Anyhoo, as if getting fired wasn't enough, on her way home, thirty-something Ally Darling (Anna Faris) reads a Marie Claire article stating that women who have slept with more than twenty guys don't get married. She writes down all the guys she slept with and realizes she is a nineteen. So she decides that the next man that she sleeps with will be her husband, but she screws that up by sleeping with her disgusting former boss (Joel McHale). She then enlists her neighbor, the womanizer Colin Shea (Chris Evans), to track down her ex-boyfriends.
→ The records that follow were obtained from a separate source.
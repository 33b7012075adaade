//! HTTP client for the match backend.
//!
//! Four operations, mirroring the REST surface exactly: read the state
//! snapshot, post a partial update, post one penalty, delete all penalties.
//! There are no retries here; the polling layer's next cycle is the retry.

use crate::match_state::{MatchState, ShotResult, TeamSide};
use log::{debug, warn};
use reqwest::{Client, ClientBuilder, Response, StatusCode};
use serde::{Deserialize, Serialize};
use std::time::Duration;
use thiserror::Error;

#[derive(Debug, Error)]
pub enum MatchClientError {
    #[error(transparent)]
    Request(#[from] reqwest::Error),
    #[error("Backend returned {status}: {body}")]
    BadStatus { status: StatusCode, body: String },
}

/// Timer verbs accepted by `POST /api/update`. The clock arithmetic lives
/// entirely on the server; the client only names the transition.
#[derive(Debug, PartialEq, Eq, Clone, Copy, Serialize, Deserialize)]
#[serde(rename_all = "snake_case")]
pub enum TimerAction {
    Start,
    Pause,
    ResetTimer,
}

/// Partial update body for `POST /api/update`.
///
/// Only set fields are serialized; the backend merges field by field. The
/// client never relies on any other merge semantics, so staging a subset of
/// fields and posting them in one request is always safe.
#[derive(Debug, Default, PartialEq, Clone, Serialize, Deserialize)]
pub struct MatchUpdate {
    #[serde(skip_serializing_if = "Option::is_none")]
    pub team_a_name: Option<String>,
    #[serde(skip_serializing_if = "Option::is_none")]
    pub team_b_name: Option<String>,
    #[serde(skip_serializing_if = "Option::is_none")]
    pub score_a: Option<u32>,
    #[serde(skip_serializing_if = "Option::is_none")]
    pub score_b: Option<u32>,
    #[serde(skip_serializing_if = "Option::is_none")]
    pub status: Option<String>,
    #[serde(skip_serializing_if = "Option::is_none")]
    pub stoppage_time: Option<u32>,
    #[serde(skip_serializing_if = "Option::is_none")]
    pub logo_a: Option<String>,
    #[serde(skip_serializing_if = "Option::is_none")]
    pub logo_b: Option<String>,
    #[serde(skip_serializing_if = "Option::is_none")]
    pub action: Option<TimerAction>,
}

impl MatchUpdate {
    pub fn timer(action: TimerAction) -> Self {
        Self {
            action: Some(action),
            ..Default::default()
        }
    }

    pub fn scores(score_a: u32, score_b: u32) -> Self {
        Self {
            score_a: Some(score_a),
            score_b: Some(score_b),
            ..Default::default()
        }
    }

    /// True when no field is set; posting this would be a no-op request.
    pub fn is_empty(&self) -> bool {
        *self == Self::default()
    }
}

/// Body for `POST /api/penalties`. The write side names the player field
/// `player`, unlike the snapshot's `player_name`.
#[derive(Debug, PartialEq, Eq, Clone, Serialize, Deserialize)]
pub struct NewPenalty {
    pub team: TeamSide,
    pub player: String,
    pub result: ShotResult,
}

pub struct MatchClient {
    base_url: String,
    client: Client,
}

impl MatchClient {
    pub fn new(base_url: &str, timeout: Duration) -> Result<Self, MatchClientError> {
        let client = ClientBuilder::new().timeout(timeout).build()?;

        Ok(Self {
            base_url: base_url.trim_end_matches('/').to_string(),
            client,
        })
    }

    /// Fetches the full state snapshot.
    pub async fn get_state(&self) -> Result<MatchState, MatchClientError> {
        let url = format!("{}/api/match", self.base_url);
        let response = self.client.get(&url).send().await?;

        if response.status() == StatusCode::OK {
            Ok(response.json::<MatchState>().await?)
        } else {
            Err(bad_status(response).await)
        }
    }

    /// Posts a partial field update (or a timer verb) to the backend.
    pub async fn update(&self, update: &MatchUpdate) -> Result<(), MatchClientError> {
        debug!("Posting match update: {update:?}");
        let url = format!("{}/api/update", self.base_url);
        let response = self.client.post(&url).json(update).send().await?;
        expect_ok(response).await
    }

    /// Appends one penalty to the backend's ordered sequence.
    pub async fn add_penalty(&self, penalty: &NewPenalty) -> Result<(), MatchClientError> {
        debug!("Posting penalty: {penalty:?}");
        let url = format!("{}/api/penalties", self.base_url);
        let response = self.client.post(&url).json(penalty).send().await?;
        expect_ok(response).await
    }

    /// Empties the backend's penalty sequence.
    pub async fn clear_penalties(&self) -> Result<(), MatchClientError> {
        debug!("Clearing penalties");
        let url = format!("{}/api/penalties", self.base_url);
        let response = self.client.delete(&url).send().await?;
        expect_ok(response).await
    }
}

async fn expect_ok(response: Response) -> Result<(), MatchClientError> {
    if response.status() == StatusCode::OK {
        Ok(())
    } else {
        Err(bad_status(response).await)
    }
}

async fn bad_status(response: Response) -> MatchClientError {
    let status = response.status();
    let body = response.text().await.unwrap_or_default();
    warn!("Backend request failed with {status}: {body}");
    MatchClientError::BadStatus { status, body }
}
As you can tell, What's Your Number? is the kind of movie we all have seen before. It's got the overused plot of two strangers getting closer and closer until they realize they've had the one in front of them the whole time. The writers, however, tried to make it a little more interesting by adding the sexual partners number thing and by focusing on the woman's obsession to marry one of her ex-boyfriends. The ex-boyfriends reunion though isn't enough to keep the film going. To "fix" that, the writers added some subplots that often take away the focus from the main storyline.
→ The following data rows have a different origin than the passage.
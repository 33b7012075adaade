//! The networking thread: owns the backend client and the polling task,
//! forwards each snapshot to the render loop, and executes admin writes.

use crossbeam_channel::Sender;
use log::{error, info, warn};
use scorecast_common::{
    backend::{MatchClient, MatchClientError, MatchUpdate, NewPenalty},
    match_state::MatchState,
};
use std::{sync::Arc, time::Duration};
use tokio::sync::mpsc;

use crate::{config::AppConfig, poller::Poller};

/// A write requested from the admin input loop.
#[derive(Debug, Clone, PartialEq)]
pub enum AdminAction {
    Update(MatchUpdate),
    AddPenalty(NewPenalty),
    ClearPenalties,
    Shutdown,
}

#[tokio::main]
pub async fn networking_thread(
    snapshots: Sender<MatchState>,
    mut actions: mpsc::Receiver<AdminAction>,
    config: AppConfig,
) {
    let client = match MatchClient::new(
        &config.backend.url,
        Duration::from_secs(config.backend.request_timeout_secs),
    ) {
        Ok(client) => Arc::new(client),
        Err(e) => {
            error!("Couldn't create the backend client: {e}");
            return;
        }
    };

    // A zero period would panic the interval timer.
    let period = Duration::from_millis(config.polling.period_ms.max(1));

    let poll_client = client.clone();
    let poll_snapshots = snapshots.clone();
    let poller = Poller::start(period, move || {
        let client = poll_client.clone();
        let snapshots = poll_snapshots.clone();
        async move {
            fetch_and_forward(&client, &snapshots).await;
        }
    });
    info!("Networking thread initialized!");

    loop {
        match actions.recv().await {
            Some(AdminAction::Shutdown) => {
                info!("Shutdown requested");
                break;
            }
            Some(action) => match apply_action(&client, &action).await {
                // Refetch right after a write so the display doesn't wait
                // out the rest of the poll period.
                Ok(()) => fetch_and_forward(&client, &snapshots).await,
                Err(e) => error!("Admin action {action:?} failed: {e}"),
            },
            // Read-only views never hold an action sender; keep polling
            // until the process ends.
            None => std::future::pending::<()>().await,
        }
    }

    poller.stop();
}

async fn apply_action(client: &MatchClient, action: &AdminAction) -> Result<(), MatchClientError> {
    match action {
        AdminAction::Update(update) => client.update(update).await,
        AdminAction::AddPenalty(penalty) => client.add_penalty(penalty).await,
        AdminAction::ClearPenalties => client.clear_penalties().await,
        AdminAction::Shutdown => Ok(()),
    }
}

async fn fetch_and_forward(client: &MatchClient, snapshots: &Sender<MatchState>) {
    match client.get_state().await {
        Ok(state) => {
            if let Err(e) = snapshots.try_send(state) {
                warn!("Display loop isn't keeping up, dropping a snapshot: {e}");
            }
        }
        Err(e) => warn!("State fetch failed, retrying on the next cycle: {e}"),
    }
}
But it's not much of a big deal since Anna Faris manages to carry the film decently. She is not given a great character to work with --Ally couldn't get more clichéd and stereotyped than this. She sneaks out of bed to fix makeup, hair, and breath before the man awakes, and she says and does a lot of stupid things, not to mention how often she states the obvious-- but she brings so much energy to the role, you'll end up liking her. Even though, unlike her ex-husband, Chris Pratt, who is also in this film, she is not good at comedy.
20th Century Fox |
Chris Evans does a way better job though. He is a slacker and a womanizer, a character a woman should despise and yet I could not help but like him. Not only, he is also incredibly charming and genuinely funny. And he has a pretty good chemistry with Faris (seriously, I need him to look at me like that).
Though it works decently as a romance as you'll end you rooting for Ally and Colin (and probably wish you were Ally), What's Your Number? doesn't always work as a comedy. There are some funny bits, but sometimes the jokes, most of which are crude, and foul, just fall flat.